In 1891 James was still residing at Kersal Cottage, but by 1901 had moved to Brook House, Sedgley Park, where he lived with his wife, three children and five servants. They also had three visitors staying with them that day. Brook hall was built next to the Old Sedgley Hall. The farm associated with the hall had been the birthplace of Richard Buxton in 1786, one of the famous Prestwich Naturalists.

Melvill worked with J.H. Ponsonby to record South African land snails in the late 19th and early 20th centuries.
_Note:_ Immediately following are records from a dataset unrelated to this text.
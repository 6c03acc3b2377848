//! # Host Runtime
//!
//! Wires the UI store, the editor manager and a simulated window together and
//! runs scripts against them.

use crate::editor::{HostDevTools, HostEditor, OutputLog};
use crate::script::{Script, ScriptCommand, ScriptError};
use lifecycle::FrameScheduler;
use services_editor_manager::{
    bind_editor_manager, EditorHandle, EditorManager, EditorManagerConfig, EditorManagerError,
    MAX_EDITOR,
};
use services_notification::NotificationRecord;
use services_ui_state::document::{BODY, HTML};
use services_ui_state::{
    load_snapshot_safe, serialize_snapshot, ActionError, Document, DocumentPresentation,
    FakeWindow, NotificationArea, PersistedUiState, PersistenceError, UiAction, UiConfig,
    UiSideEffects, UiStore, WindowHost, WindowSize,
};
use std::cell::RefCell;
use std::fs;
use std::io;
use std::path::{Path, PathBuf};
use std::rc::Rc;
use thiserror::Error;

/// Host runtime error types
#[derive(Debug, Error)]
pub enum HostRuntimeError {
    #[error("Script error: {0}")]
    Script(#[from] ScriptError),

    #[error("Action error: {0}")]
    Action(#[from] ActionError),

    #[error("Editor error: {0}")]
    Editor(#[from] EditorManagerError),

    #[error("Unknown editor: {0}")]
    UnknownEditor(String),

    #[error("Failed to render state: {0}")]
    Render(#[source] serde_json::Error),

    #[error("Snapshot error: {0}")]
    Snapshot(#[from] PersistenceError),

    #[error("I/O error on {}: {source}", .path.display())]
    Io { path: PathBuf, source: io::Error },

    #[error("line {line}: {source}")]
    AtLine {
        line: usize,
        source: Box<HostRuntimeError>,
    },
}

/// Viewport of the simulated window when none is given
pub const DEFAULT_VIEWPORT: WindowSize = WindowSize {
    width: 1280,
    height: 800,
};

/// Host runtime configuration
#[derive(Debug, Clone)]
pub struct HostRuntimeConfig {
    /// Optional script text
    pub script: Option<String>,
    /// UI snapshot read at start and written back by `run`
    pub snapshot_path: Option<PathBuf>,
    pub ui: UiConfig,
    pub editor: EditorManagerConfig,
    /// Initial window size
    pub viewport: WindowSize,
    /// Simulated OS colour-scheme preference
    pub prefers_dark: bool,
}

impl Default for HostRuntimeConfig {
    fn default() -> Self {
        Self {
            script: None,
            snapshot_path: None,
            ui: UiConfig::default(),
            editor: EditorManagerConfig::default(),
            viewport: DEFAULT_VIEWPORT,
            prefers_dark: false,
        }
    }
}

/// Host runtime
pub struct HostRuntime {
    config: HostRuntimeConfig,
    window: Rc<FakeWindow>,
    document: Rc<RefCell<Document>>,
    scheduler: FrameScheduler,
    store: UiStore,
    manager: Rc<RefCell<EditorManager<HostEditor>>>,
    side_effects: Option<UiSideEffects>,
    script: Option<Script>,
    output: OutputLog,
}

impl HostRuntime {
    /// Creates a new host runtime
    pub fn new(config: HostRuntimeConfig) -> Result<Self, HostRuntimeError> {
        let window =
            Rc::new(FakeWindow::new(config.viewport).with_dark_preference(config.prefers_dark));
        let document = Rc::new(RefCell::new(Document::new(&config.ui.root_element_id)));
        let scheduler = FrameScheduler::new();
        let output = OutputLog::default();

        let presentation = Box::new(DocumentPresentation::new(Rc::clone(&document), &config.ui));
        let snapshot = match &config.snapshot_path {
            Some(path) => read_snapshot(path)?,
            None => None,
        };
        let store = match snapshot {
            Some(snapshot) => UiStore::from_snapshot(
                &snapshot,
                window.as_ref(),
                config.ui.clone(),
                presentation,
            ),
            None => UiStore::from_window(window.as_ref(), config.ui.clone(), presentation),
        };

        let host: Rc<dyn WindowHost> = window.clone();
        let side_effects = store.start_side_effects(host, scheduler.clone());

        let manager = EditorManager::new(scheduler.clone(), config.editor.clone())
            .with_dev_tools(Rc::new(HostDevTools::new(Rc::clone(&output))));
        let manager = Rc::new(RefCell::new(manager));
        bind_editor_manager(&manager, &store);

        let script = config.script.as_deref().map(Script::from_text).transpose()?;

        tracing::info!(
            viewport = %config.viewport,
            integration = config.editor.integration,
            "host runtime ready"
        );

        Ok(Self {
            config,
            window,
            document,
            scheduler,
            store,
            manager,
            side_effects: Some(side_effects),
            script,
            output,
        })
    }

    /// Runs the script, then writes the snapshot back
    ///
    /// The snapshot is saved even when a script line fails; the script error
    /// takes precedence over a save error.
    pub fn run(&mut self) -> Result<(), HostRuntimeError> {
        let result = self.run_script();
        let saved = self.save_snapshot();
        result.and(saved)
    }

    fn run_script(&mut self) -> Result<(), HostRuntimeError> {
        while let Some((line, command)) = self.script.as_mut().and_then(Script::next_command) {
            self.execute(command)
                .map_err(|source| HostRuntimeError::AtLine {
                    line,
                    source: Box::new(source),
                })?;
        }
        Ok(())
    }

    /// Executes one command
    pub fn execute(&mut self, command: ScriptCommand) -> Result<(), HostRuntimeError> {
        tracing::debug!(?command, "executing host command");
        match command {
            ScriptCommand::Dispatch(wire) => self.store.dispatch_wire(&wire)?,
            ScriptCommand::Notify { severity, text } => {
                let record = NotificationRecord::with_generated_uid(severity, text);
                self.store.dispatch(UiAction::ShowNotification(record));
            }
            ScriptCommand::Resize(size) => self.window.resize(size),
            ScriptCommand::Frame => {
                let ran = self.scheduler.run_frame();
                tracing::trace!(ran, "frame");
            }
            ScriptCommand::Idle => {
                let ran = self.scheduler.run_idle();
                tracing::trace!(ran, "idle");
            }
            ScriptCommand::MountEditor { slot, name } => {
                let editor = Rc::new(HostEditor::new(name));
                self.manager.borrow_mut().try_set_editor(slot, Some(editor))?;
            }
            ScriptCommand::ClearEditor { slot } => {
                self.manager.borrow_mut().try_set_editor(slot, None)?;
            }
            ScriptCommand::FocusOut { name } => {
                let editor = self
                    .find_editor(&name)
                    .ok_or(HostRuntimeError::UnknownEditor(name))?;
                editor.blur();
            }
            ScriptCommand::Print => {
                let rendered = self.render()?;
                self.output
                    .borrow_mut()
                    .extend(rendered.lines().map(str::to_string));
            }
        }
        Ok(())
    }

    /// Renders the UI as plain text
    pub fn render(&self) -> Result<String, HostRuntimeError> {
        let state = self.store.state();
        let mut lines = vec![format!(
            "state: {}",
            serde_json::to_string(&*state).map_err(HostRuntimeError::Render)?
        )];

        let document = self.document.borrow();
        let elements: Vec<String> = [HTML, self.config.ui.root_element_id.as_str(), BODY]
            .iter()
            .filter_map(|id| {
                document.element(id).map(|element| {
                    let classes: Vec<&str> = element.classes().collect();
                    format!("{}[{}]", id, classes.join(" "))
                })
            })
            .collect();
        lines.push(format!("document: {}", elements.join(" ")));

        let manager = self.manager.borrow();
        let editors: Vec<String> = (0..MAX_EDITOR)
            .map(|slot| match manager.get_editor(slot) {
                Some(editor) if editor.has_focus() => format!("{}={}*", slot, editor.name()),
                Some(editor) => format!("{}={}", slot, editor.name()),
                None => format!("{}=-", slot),
            })
            .collect();
        lines.push(format!("editors: {}", editors.join(" ")));

        for banner in NotificationArea::render(&state) {
            lines.push(format!("notification: {}", banner));
        }

        Ok(lines.join("\n"))
    }

    /// Writes the persisted projection to the snapshot path, if any
    pub fn save_snapshot(&self) -> Result<(), HostRuntimeError> {
        let Some(path) = &self.config.snapshot_path else {
            return Ok(());
        };
        let bytes = serialize_snapshot(&self.store.snapshot())?;
        fs::write(path, bytes).map_err(|source| HostRuntimeError::Io {
            path: path.clone(),
            source,
        })?;
        tracing::debug!(path = %path.display(), "snapshot written");
        Ok(())
    }

    /// Stops listening for window resizes
    pub fn shutdown(&mut self) {
        if let Some(side_effects) = self.side_effects.take() {
            side_effects.destroy();
        }
    }

    pub fn store(&self) -> &UiStore {
        &self.store
    }

    pub fn window(&self) -> &Rc<FakeWindow> {
        &self.window
    }

    pub fn scheduler(&self) -> &FrameScheduler {
        &self.scheduler
    }

    pub fn document(&self) -> &Rc<RefCell<Document>> {
        &self.document
    }

    /// Looks up a mounted editor by name
    pub fn find_editor(&self, name: &str) -> Option<Rc<HostEditor>> {
        let manager = self.manager.borrow();
        (0..MAX_EDITOR)
            .filter_map(|slot| manager.get_editor(slot))
            .find(|editor| editor.name() == name)
            .cloned()
    }

    /// Output produced so far
    pub fn output(&self) -> Vec<String> {
        self.output.borrow().clone()
    }

    /// Drains the output produced so far
    pub fn take_output(&self) -> Vec<String> {
        std::mem::take(&mut *self.output.borrow_mut())
    }
}

fn read_snapshot(path: &Path) -> Result<Option<PersistedUiState>, HostRuntimeError> {
    match fs::read(path) {
        Ok(bytes) => Ok(Some(load_snapshot_safe(&bytes))),
        Err(err) if err.kind() == io::ErrorKind::NotFound => Ok(None),
        Err(source) => Err(HostRuntimeError::Io {
            path: path.to_path_buf(),
            source,
        }),
    }
}

#[cfg(test)]
mod tests {
    use super::*;

    fn runtime(script: &str) -> HostRuntime {
        HostRuntime::new(HostRuntimeConfig {
            script: Some(script.to_string()),
            editor: EditorManagerConfig::new(true, ""),
            ..HostRuntimeConfig::default()
        })
        .unwrap()
    }

    #[test]
    fn test_runtime_starts_with_presentation_applied() {
        let runtime = HostRuntime::new(HostRuntimeConfig::default()).unwrap();
        assert!(runtime.store().state().widescreen);
        assert!(runtime.document().borrow().has_class(BODY, "widescreen"));
        assert_eq!(runtime.window().listener_count(), 1);
    }

    #[test]
    fn test_invalid_script_rejected() {
        let result = HostRuntime::new(HostRuntimeConfig {
            script: Some("warp 9".to_string()),
            ..HostRuntimeConfig::default()
        });
        assert!(matches!(result, Err(HostRuntimeError::Script(_))));
    }

    #[test]
    fn test_mount_and_focus_out() {
        let mut runtime = runtime("editor 0 main\nframe\nfocus-out main");
        runtime.run().unwrap();

        let editor = runtime.find_editor("main").unwrap();
        assert!(!editor.has_focus());
        assert_eq!(editor.focus_count(), 1);
    }

    #[test]
    fn test_errors_carry_script_line() {
        let mut runtime = runtime("frame\nfocus-out ghost");
        let err = runtime.run().unwrap_err();
        assert!(matches!(err, HostRuntimeError::AtLine { line: 2, .. }));
        assert_eq!(err.to_string(), "line 2: Unknown editor: ghost");
    }

    #[test]
    fn test_slot_out_of_range_is_an_error() {
        let mut runtime = runtime("editor 2 extra");
        let err = runtime.run().unwrap_err();
        match err {
            HostRuntimeError::AtLine { source, .. } => {
                assert!(matches!(*source, HostRuntimeError::Editor(_)))
            }
            other => panic!("unexpected error: {}", other),
        }
    }

    #[test]
    fn test_shutdown_releases_listener() {
        let mut runtime = HostRuntime::new(HostRuntimeConfig::default()).unwrap();
        runtime.shutdown();
        assert_eq!(runtime.window().listener_count(), 0);
    }

    #[test]
    fn test_print_renders_state() {
        let mut runtime = runtime("editor 0 main\nframe\nnotify error Sync failed\nprint");
        runtime.run().unwrap();

        let output = runtime.take_output();
        assert!(output[0].starts_with("state: {"));
        assert_eq!(
            output[1],
            "document: html[light-theme] root[widescreen] body[widescreen]"
        );
        assert_eq!(output[2], "editors: 0=main* 1=-");
        assert_eq!(
            output[3],
            "notification: (exclamation-circle) Sync failed [x dismiss]"
        );
        assert!(runtime.output().is_empty());
    }
}
//! Developer tooling hooks
//!
//! Outside integration runs the manager publishes its editors here for manual
//! inspection, and can load a developer-tools overlay onto the primary editor.

use serde::Deserialize;
use std::rc::{Rc, Weak};
use thiserror::Error;

/// Query flag that requests the developer-tools overlay
pub const DEBUG_QUERY_KEY: &str = "debug_pm";

/// Value of `DEBUG_QUERY_KEY` that enables the overlay
pub const DEBUG_QUERY_ENABLED: &str = "yes";

/// Configuration errors
#[derive(Debug, Error)]
pub enum EditorConfigError {
    #[error("Invalid editor manager config: {0}")]
    Parse(#[from] serde_json::Error),
}

/// Editor manager configuration
#[derive(Debug, Clone, Default, PartialEq, Eq, Deserialize)]
#[serde(default)]
pub struct EditorManagerConfig {
    /// Integration runs never touch the debug hooks
    pub integration: bool,
    /// Query string seen at load time, with or without the leading `?`
    pub query: String,
}

impl EditorManagerConfig {
    pub fn new(integration: bool, query: impl Into<String>) -> Self {
        Self {
            integration,
            query: query.into(),
        }
    }

    pub fn from_json(bytes: &[u8]) -> Result<Self, EditorConfigError> {
        Ok(serde_json::from_slice(bytes)?)
    }

    /// True when the load-time query asks for the overlay
    ///
    /// Only the first `debug_pm` pair counts.
    pub fn dev_tools_requested(&self) -> bool {
        let query = self.query.strip_prefix('?').unwrap_or(&self.query);
        url::form_urlencoded::parse(query.as_bytes())
            .find(|(key, _)| key == DEBUG_QUERY_KEY)
            .map(|(_, value)| value == DEBUG_QUERY_ENABLED)
            .unwrap_or(false)
    }
}

/// Loads the developer-tools overlay onto an editor
pub trait DevToolsLoader<E> {
    fn load(&self, editor: &Rc<E>);
}

/// Editors published for inspection
///
/// Holds weak references only; publishing never keeps an unmounted editor
/// alive.
#[derive(Debug)]
pub struct DebugGlobals<E> {
    primary: Weak<E>,
    secondary: Weak<E>,
    publications: u64,
}

impl<E> Default for DebugGlobals<E> {
    fn default() -> Self {
        Self {
            primary: Weak::new(),
            secondary: Weak::new(),
            publications: 0,
        }
    }
}

impl<E> DebugGlobals<E> {
    pub fn new() -> Self {
        Self::default()
    }

    pub(crate) fn publish(&mut self, primary: Option<&Rc<E>>, secondary: Option<&Rc<E>>) {
        self.primary = primary.map(Rc::downgrade).unwrap_or_default();
        self.secondary = secondary.map(Rc::downgrade).unwrap_or_default();
        self.publications += 1;
    }

    pub fn primary_editor(&self) -> Option<Rc<E>> {
        self.primary.upgrade()
    }

    pub fn secondary_editor(&self) -> Option<Rc<E>> {
        self.secondary.upgrade()
    }

    /// Number of times the editors were published
    pub fn publications(&self) -> u64 {
        self.publications
    }
}

#[cfg(test)]
mod tests {
    use super::*;

    #[test]
    fn test_dev_tools_requested() {
        assert!(EditorManagerConfig::new(false, "?debug_pm=yes").dev_tools_requested());
        assert!(EditorManagerConfig::new(false, "a=1&debug_pm=yes").dev_tools_requested());
        assert!(!EditorManagerConfig::new(false, "?debug_pm=no").dev_tools_requested());
        assert!(!EditorManagerConfig::new(false, "").dev_tools_requested());
    }

    #[test]
    fn test_first_debug_pair_wins() {
        let config = EditorManagerConfig::new(false, "debug_pm=no&debug_pm=yes");
        assert!(!config.dev_tools_requested());
    }

    #[test]
    fn test_query_is_percent_decoded() {
        let config = EditorManagerConfig::new(false, "debug%5Fpm=y%65s");
        assert!(config.dev_tools_requested());
    }

    #[test]
    fn test_config_from_json() {
        let config = EditorManagerConfig::from_json(br#"{ "integration": true }"#).unwrap();
        assert!(config.integration);
        assert_eq!(config.query, "");

        assert!(EditorManagerConfig::from_json(b"nope").is_err());
    }

    #[test]
    fn test_debug_globals_hold_weak_refs() {
        let mut globals = DebugGlobals::new();
        let editor = Rc::new(7u32);

        globals.publish(Some(&editor), None);
        assert_eq!(globals.primary_editor().as_deref(), Some(&7));
        assert!(globals.secondary_editor().is_none());
        assert_eq!(globals.publications(), 1);

        drop(editor);
        assert!(globals.primary_editor().is_none());
    }
}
Over a period spanning 19 years (1890-1909) they co-authored a series of papers in which they described over 230 species and varieties from southern Africa

Kersal Cottage changed names to Hope Hollow and by the census of 1901 a Lithographic Printer called Robert Hindle was resident.

Brook House 1891

Neighbouring Brook House was Sedgley Old Hall. The hall was made a ruin by a fire in 1902 , whilst being subdivided into two semi-detached houses. The story of Lawrence Fort's death at the hall in 1837 stood the test of time and led to reports that during the darker hours, lights had been seen at one of the few remaining windows of the ruin. The lit room being the water closet where Lawrence had been found collapsed on the floor.

James Melvill retired to Shrewsbury in 1904, perhaps scared away by the ghostly events next door, and concentrated his efforts on purchasing the plant and shell collections of others. However, he did publish the Flora of Prestwich (1905) which appears in History and traditions of Prestwich by W. Nicholls.

He was made an honorary Doctor of Sciences (D.Sc.) by Manchester University in 1908 and resumed his directorship of Dewhurst when his sons and other staff enlisted during the First World War.

DR. James Cosmo Melvill, of Meole Brace Hall, Shrewsbury, died on Nov. 4 1929. Melvill's collection consisted of over 22,500 species, including an extensive entomological collection of British butterflies, wasps, flies, and dragonflies. One of the two largest private collections ever assembled. Some of his grasses & Ferns are kept by the National Museum of Wales, The Manchester Herbarium also contains contributions from Melvill's collection which included specimens collected by Darwin and Linnaeus, his collection was said to cover three-quarters of the known plants in the world.

The rein orchid variety "Habenaria melvillii" was botanically named for him and several algae also carry the name of melvilii.